Vestibular schwannomas (VS) arise from the Schwann cells, sheeting the vestibular branch of the eighth (VIII) cranial nerve. Although these tumors are histologically benign, they may cause hearing loss, tinnitus, and facial palsy, and if growing rapidly to a large size, even brainstem compression and death. VS can occur unilaterally or when associated with neurofibromatosis type 2 (NF2), bilaterally. The mutual molecular hallmark of both NF2-associated VS and sporadic VS is biallelic inactivation of the merlin gene, also known as the NF2-gene, which is a tumor suppressor located at 22q12 ^[1]. Several genetic and epigenetic aberrations have been shown in sporadic VS, for example, various mutations in the merlin gene, loss of heterozygosity (LOH) on several chromosomes, deregulation of other genes, abnormal microRNA expression pattern, and CpG island methylation. This review summarizes the contemporary molecular biology of sporadic VS via systematic literature searches, as well as addressing current and prospected medical therapy based on molecular biology.

METHOD

Overview of Systematic Literature Review

A systematic literature review was conducted to identify published studies regarding merlin gene mutations, deregulated gene expression, LOH, DNA methylation, and deregulated microRNAs in sporadic VS.

Systematic Search Strategy and Terms

The objective of our search strategy was to identify relevant studies concerning the molecular biology of sporadic VS. First, Pubmed, Embase, and the Cochrane Center were searched for previously published reviews based on a systematic search of the literature. None were found. Second, the same sources were searched systematically for publications on the molecular biology of sporadic/unilateral VS, using both simple search strings as well as Mesh terms.

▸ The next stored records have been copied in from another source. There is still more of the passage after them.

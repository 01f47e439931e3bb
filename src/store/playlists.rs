use chrono::Utc;

use crate::db::DB;
use crate::error::{ApiError, ApiResult};
use crate::models::{NewPlaylist, Playlist, PlaylistEntry};
use crate::pagination::PageParams;

use super::{new_key, take_count, CountRow, PLAYLIST};

pub async fn create(new: NewPlaylist) -> ApiResult<Playlist> {
    let created: Option<Playlist> = DB.create((PLAYLIST, new_key())).content(new).await?;
    created.ok_or_else(|| ApiError::Internal("playlist insert returned nothing".into()))
}

pub async fn get(key: &str) -> ApiResult<Option<Playlist>> {
    let playlist: Option<Playlist> = DB.select((PLAYLIST, key)).await?;
    Ok(playlist)
}

pub async fn delete(key: &str) -> ApiResult<()> {
    let _: Option<Playlist> = DB.delete((PLAYLIST, key)).await?;
    Ok(())
}

pub async fn list_by_owner(owner_id: &str, page: PageParams) -> ApiResult<(Vec<Playlist>, u64)> {
    let mut resp = DB
        .query(format!(
            "SELECT * FROM playlist WHERE owner_id = $owner \
             ORDER BY created_at DESC LIMIT {} START {}",
            page.limit,
            page.skip()
        ))
        .query("SELECT count() FROM playlist WHERE owner_id = $owner GROUP ALL")
        .bind(("owner", owner_id.to_string()))
        .await?;
    let playlists: Vec<Playlist> = resp.take(0)?;
    let counts: Vec<CountRow> = resp.take(1)?;
    Ok((playlists, take_count(counts)))
}

pub async fn set_entries(key: &str, entries: Vec<PlaylistEntry>) -> ApiResult<Option<Playlist>> {
    let mut resp = DB
        .query("UPDATE type::thing('playlist', $key) SET entries = $entries, updated_at = $now")
        .bind(("key", key.to_string()))
        .bind(("entries", entries))
        .bind(("now", Utc::now()))
        .await?;
    Ok(resp.take(0)?)
}

/// Cascade step of video deletion: drop the video from every playlist that
/// references it. Entries are renumbered to stay dense.
pub async fn scrub_video(video_id: &str) -> ApiResult<u64> {
    let mut resp = DB
        .query("SELECT * FROM playlist WHERE $video INSIDE entries.video_id")
        .bind(("video", video_id.to_string()))
        .await?;
    let affected: Vec<Playlist> = resp.take(0)?;
    let touched = affected.len() as u64;

    for playlist in affected {
        let entries: Vec<PlaylistEntry> = playlist
            .entries
            .iter()
            .filter(|e| e.video_id != video_id)
            .enumerate()
            .map(|(order, e)| PlaylistEntry {
                video_id: e.video_id.clone(),
                order: order as u32,
            })
            .collect();
        set_entries(&playlist.key(), entries).await?;
    }

    Ok(touched)
}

No limitations besides the inclusion and exclusion criteria were employed. The search was conducted on October 1, 2017.

The search was performed in accordance with the Preferred Reporting Items for Systematic Reviews and Meta-Analyses (PRISMA) guidelines ^[2].

Pubmed

• “Neuroma, Acoustic” AND “Genes”

  • ○ 109 hits—36 articles of interest

• MESH ((“Neuroma, Acoustic”[Mesh]) AND “Genes”[Mesh])

  • ○ 311 hits—48 articles of interest

• MESH ((“Neuroma, Acoustic”[Mesh])) AND “MicroRNAs”)

  • ○ 6 hits—5 articles of interest

• MESH (“Neuroma, Acoustic”[Mesh]) AND “Molecular Biology”[Mesh]

  • ○ 13 hits—1 articles of interest

Embase

• Acoustic Neurinoma/ AND Gene/

  • ○ 35 hits—4 articles of interest

• Acoustic Neurinoma/ AND microRNA/

  • ○ 5 hits—2 articles of interest

• Acoustic Neurinoma/ AND Molecular Biology/

  • ○ 7 hits—0 articles of interest

Inclusion and Exclusion Criteria

Inclusion criteria were as follows: (1) analysis performed on unilateral/sporadic VS; (2) analysis on human tissue; (3) published in the English language.

Exclusion criteria were as follows: (1) not article; (2) not original research; (3) case reports.

Implementation of the Search Strategy and Study Selection Process

An initial review of the search results was conducted. All the articles were initially screened for relevance based on their titles and abstracts. Any report not excluded by this process was included for full-text analysis. The reports were then subjected to full-text analysis, using the above inclusion and exclusion criteria.

Data Extraction Process

Data were extracted by thorough examination of the included articles, on information regarding the methods used, tissue analyzed, and results. Articles containing both sporadic VS and NF2 associated VS were evaluated. If the results were divided and a clear distinction between the two groups was possible, the article was included.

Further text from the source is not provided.